What the task requires: Every line below that carries the word "note" needs to be copied.

Dataset items

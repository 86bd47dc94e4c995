//! Document Routes - GED documents, search and CRM links
//!
//! HTTP handlers that delegate to DocumentService.

use axum::{
    extract::{Path, Query, State},
    routing::{get, post, put},
    Json, Router,
};
use uuid::Uuid;

use bureau::domain::{DocumentLinkPatch, NewDocumentLink};
use bureau::{Filter, LinkedEntityType};

use super::{domain_error, not_found, ApiError};
use crate::models::{
    CreateDocumentRequest, CreateLinkRequest, DocumentLinkResponse, DocumentListParams,
    DocumentResponse, DocumentSearchHit, FilterRequest, SearchRequest, StatusResponse,
    UpdateDocumentRequest, UpdateLinkRequest,
};
use crate::AppState;

fn document_list(documents: Vec<bureau::Document>) -> Json<Vec<DocumentResponse>> {
    Json(documents.into_iter().map(Into::into).collect())
}

fn link_list(links: Vec<bureau::DocumentLink>) -> Json<Vec<DocumentLinkResponse>> {
    Json(links.into_iter().map(Into::into).collect())
}

/// List documents, by folder or tag when given
#[utoipa::path(
    get,
    path = "/bureau/documents",
    params(DocumentListParams),
    responses(
        (status = 200, description = "Documents in creation order", body = Vec<DocumentResponse>),
        (status = 500, description = "Internal server error")
    ),
    tag = "GED"
)]
pub async fn list_documents(
    State(state): State<AppState>,
    Query(params): Query<DocumentListParams>,
) -> Result<Json<Vec<DocumentResponse>>, ApiError> {
    let service = &state.document_service;
    let documents = match (params.folder_id, params.tag) {
        (Some(folder_id), _) => service.list_in_folder(folder_id).await,
        (None, Some(tag)) => service.list_by_tag(&tag).await,
        (None, None) => service.list_all().await,
    }
    .map_err(domain_error)?;

    Ok(document_list(documents))
}

/// Documents matching every filter clause
#[utoipa::path(
    post,
    path = "/bureau/documents/query",
    request_body = FilterRequest,
    responses(
        (status = 200, description = "Matching documents", body = Vec<DocumentResponse>),
        (status = 422, description = "Unknown field or malformed clause")
    ),
    tag = "GED"
)]
pub async fn query_documents(
    State(state): State<AppState>,
    Json(payload): Json<FilterRequest>,
) -> Result<Json<Vec<DocumentResponse>>, ApiError> {
    let filter = Filter::from(payload);
    let documents = state
        .document_service
        .find(&filter)
        .await
        .map_err(domain_error)?;

    Ok(document_list(documents))
}

/// Relevance-ranked search over titles, tags and descriptions
#[utoipa::path(
    post,
    path = "/bureau/documents/search",
    request_body = SearchRequest,
    responses(
        (status = 200, description = "Hits, best first", body = Vec<DocumentSearchHit>),
        (status = 422, description = "Unknown field or malformed clause")
    ),
    tag = "GED"
)]
pub async fn search_documents(
    State(state): State<AppState>,
    Json(payload): Json<SearchRequest>,
) -> Result<Json<Vec<DocumentSearchHit>>, ApiError> {
    let filter = Filter::from(payload.filters);
    let hits = state
        .document_service
        .search(&payload.query, &filter)
        .await
        .map_err(domain_error)?;

    Ok(Json(hits.into_iter().map(Into::into).collect()))
}

/// Register a document
#[utoipa::path(
    post,
    path = "/bureau/documents",
    request_body = CreateDocumentRequest,
    responses(
        (status = 200, description = "Document created", body = DocumentResponse),
        (status = 404, description = "Folder not found"),
        (status = 422, description = "Invalid title, type or size")
    ),
    tag = "GED"
)]
pub async fn create_document(
    State(state): State<AppState>,
    Json(payload): Json<CreateDocumentRequest>,
) -> Result<Json<DocumentResponse>, ApiError> {
    let document = state
        .document_service
        .create(payload.into())
        .await
        .map_err(domain_error)?;

    Ok(Json(document.into()))
}

/// Get document by ID
#[utoipa::path(
    get,
    path = "/bureau/documents/{id}",
    params(("id" = Uuid, Path, description = "Document ID")),
    responses(
        (status = 200, description = "Document found", body = DocumentResponse),
        (status = 404, description = "Document not found")
    ),
    tag = "GED"
)]
pub async fn get_document(
    State(state): State<AppState>,
    Path(id): Path<Uuid>,
) -> Result<Json<DocumentResponse>, ApiError> {
    let document = state
        .document_service
        .get_by_id(id)
        .await
        .map_err(domain_error)?
        .ok_or_else(|| not_found("Document"))?;

    Ok(Json(document.into()))
}

/// Update metadata, or upload a new revision via `content`
#[utoipa::path(
    put,
    path = "/bureau/documents/{id}",
    params(("id" = Uuid, Path, description = "Document ID")),
    request_body = UpdateDocumentRequest,
    responses(
        (status = 200, description = "Document updated", body = DocumentResponse),
        (status = 404, description = "Document or folder not found"),
        (status = 422, description = "Invalid field")
    ),
    tag = "GED"
)]
pub async fn update_document(
    State(state): State<AppState>,
    Path(id): Path<Uuid>,
    Json(payload): Json<UpdateDocumentRequest>,
) -> Result<Json<DocumentResponse>, ApiError> {
    let document = state
        .document_service
        .update(id, payload.into())
        .await
        .map_err(domain_error)?;

    Ok(Json(document.into()))
}

/// Delete a document with its links and signature workflows
#[utoipa::path(
    delete,
    path = "/bureau/documents/{id}",
    params(("id" = Uuid, Path, description = "Document ID")),
    responses(
        (status = 200, description = "Document deleted", body = StatusResponse),
        (status = 404, description = "Document not found")
    ),
    tag = "GED"
)]
pub async fn delete_document(
    State(state): State<AppState>,
    Path(id): Path<Uuid>,
) -> Result<Json<StatusResponse>, ApiError> {
    let deleted = state
        .document_service
        .delete(id)
        .await
        .map_err(domain_error)?;

    if !deleted {
        return Err(not_found("Document"));
    }
    Ok(Json(StatusResponse::ok(format!("Document {} deleted", id))))
}

/// CRM records a document is linked to
#[utoipa::path(
    get,
    path = "/bureau/documents/{id}/links",
    params(("id" = Uuid, Path, description = "Document ID")),
    responses(
        (status = 200, description = "Links of the document", body = Vec<DocumentLinkResponse>)
    ),
    tag = "GED"
)]
pub async fn list_document_links(
    State(state): State<AppState>,
    Path(id): Path<Uuid>,
) -> Result<Json<Vec<DocumentLinkResponse>>, ApiError> {
    let links = state
        .document_service
        .links_for_document(id)
        .await
        .map_err(domain_error)?;

    Ok(link_list(links))
}

/// Link a document to a contact, company, deal, employee or campaign
#[utoipa::path(
    post,
    path = "/bureau/documents/{id}/links",
    params(("id" = Uuid, Path, description = "Document ID")),
    request_body = CreateLinkRequest,
    responses(
        (status = 200, description = "Link created", body = DocumentLinkResponse),
        (status = 404, description = "Document not found"),
        (status = 409, description = "Link already exists")
    ),
    tag = "GED"
)]
pub async fn create_link(
    State(state): State<AppState>,
    Path(id): Path<Uuid>,
    Json(payload): Json<CreateLinkRequest>,
) -> Result<Json<DocumentLinkResponse>, ApiError> {
    let draft = NewDocumentLink {
        document_id: id,
        entity_type: payload.entity_type,
        entity_id: payload.entity_id,
        note: payload.note,
    };
    let link = state
        .document_service
        .link(draft)
        .await
        .map_err(domain_error)?;

    Ok(Json(link.into()))
}

/// Edit the note of a link
#[utoipa::path(
    put,
    path = "/bureau/links/{id}",
    params(("id" = Uuid, Path, description = "Link ID")),
    request_body = UpdateLinkRequest,
    responses(
        (status = 200, description = "Link updated", body = DocumentLinkResponse),
        (status = 404, description = "Link not found")
    ),
    tag = "GED"
)]
pub async fn update_link(
    State(state): State<AppState>,
    Path(id): Path<Uuid>,
    Json(payload): Json<UpdateLinkRequest>,
) -> Result<Json<DocumentLinkResponse>, ApiError> {
    let link = state
        .document_service
        .update_link(id, DocumentLinkPatch { note: payload.note })
        .await
        .map_err(domain_error)?;

    Ok(Json(link.into()))
}

#[utoipa::path(
    delete,
    path = "/bureau/links/{id}",
    params(("id" = Uuid, Path, description = "Link ID")),
    responses(
        (status = 200, description = "Link removed", body = StatusResponse),
        (status = 404, description = "Link not found")
    ),
    tag = "GED"
)]
pub async fn delete_link(
    State(state): State<AppState>,
    Path(id): Path<Uuid>,
) -> Result<Json<StatusResponse>, ApiError> {
    let deleted = state
        .document_service
        .unlink(id)
        .await
        .map_err(domain_error)?;

    if !deleted {
        return Err(not_found("DocumentLink"));
    }
    Ok(Json(StatusResponse::ok(format!("DocumentLink {} deleted", id))))
}

/// Links pointing at one CRM record
#[utoipa::path(
    get,
    path = "/bureau/links/{entity_type}/{entity_id}",
    params(
        ("entity_type" = String, Path, description = "contact, company, deal, employee or campaign"),
        ("entity_id" = String, Path, description = "Record ID in its own system")
    ),
    responses(
        (status = 200, description = "Links to the record", body = Vec<DocumentLinkResponse>)
    ),
    tag = "GED"
)]
pub async fn list_target_links(
    State(state): State<AppState>,
    Path((entity_type, entity_id)): Path<(LinkedEntityType, String)>,
) -> Result<Json<Vec<DocumentLinkResponse>>, ApiError> {
    let links = state
        .document_service
        .links_for_target(entity_type, &entity_id)
        .await
        .map_err(domain_error)?;

    Ok(link_list(links))
}

/// Documents linked to one CRM record
#[utoipa::path(
    get,
    path = "/bureau/links/{entity_type}/{entity_id}/documents",
    params(
        ("entity_type" = String, Path, description = "contact, company, deal, employee or campaign"),
        ("entity_id" = String, Path, description = "Record ID in its own system")
    ),
    responses(
        (status = 200, description = "Linked documents", body = Vec<DocumentResponse>)
    ),
    tag = "GED"
)]
pub async fn list_target_documents(
    State(state): State<AppState>,
    Path((entity_type, entity_id)): Path<(LinkedEntityType, String)>,
) -> Result<Json<Vec<DocumentResponse>>, ApiError> {
    let documents = state
        .document_service
        .documents_for_target(entity_type, &entity_id)
        .await
        .map_err(domain_error)?;

    Ok(document_list(documents))
}

pub fn router() -> Router<AppState> {
    Router::new()
        .route("/bureau/documents", get(list_documents).post(create_document))
        .route("/bureau/documents/query", post(query_documents))
        .route("/bureau/documents/search", post(search_documents))
        .route(
            "/bureau/documents/:id",
            get(get_document).put(update_document).delete(delete_document),
        )
        .route(
            "/bureau/documents/:id/links",
            get(list_document_links).post(create_link),
        )
        .route("/bureau/links/:id", put(update_link).delete(delete_link))
        .route(
            "/bureau/links/:entity_type/:entity_id",
            get(list_target_links),
        )
        .route(
            "/bureau/links/:entity_type/:entity_id/documents",
            get(list_target_documents),
        )
}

Reply:
        note: payload.note,
/// Edit the note of a link
        .update_link(id, DocumentLinkPatch { note: payload.note })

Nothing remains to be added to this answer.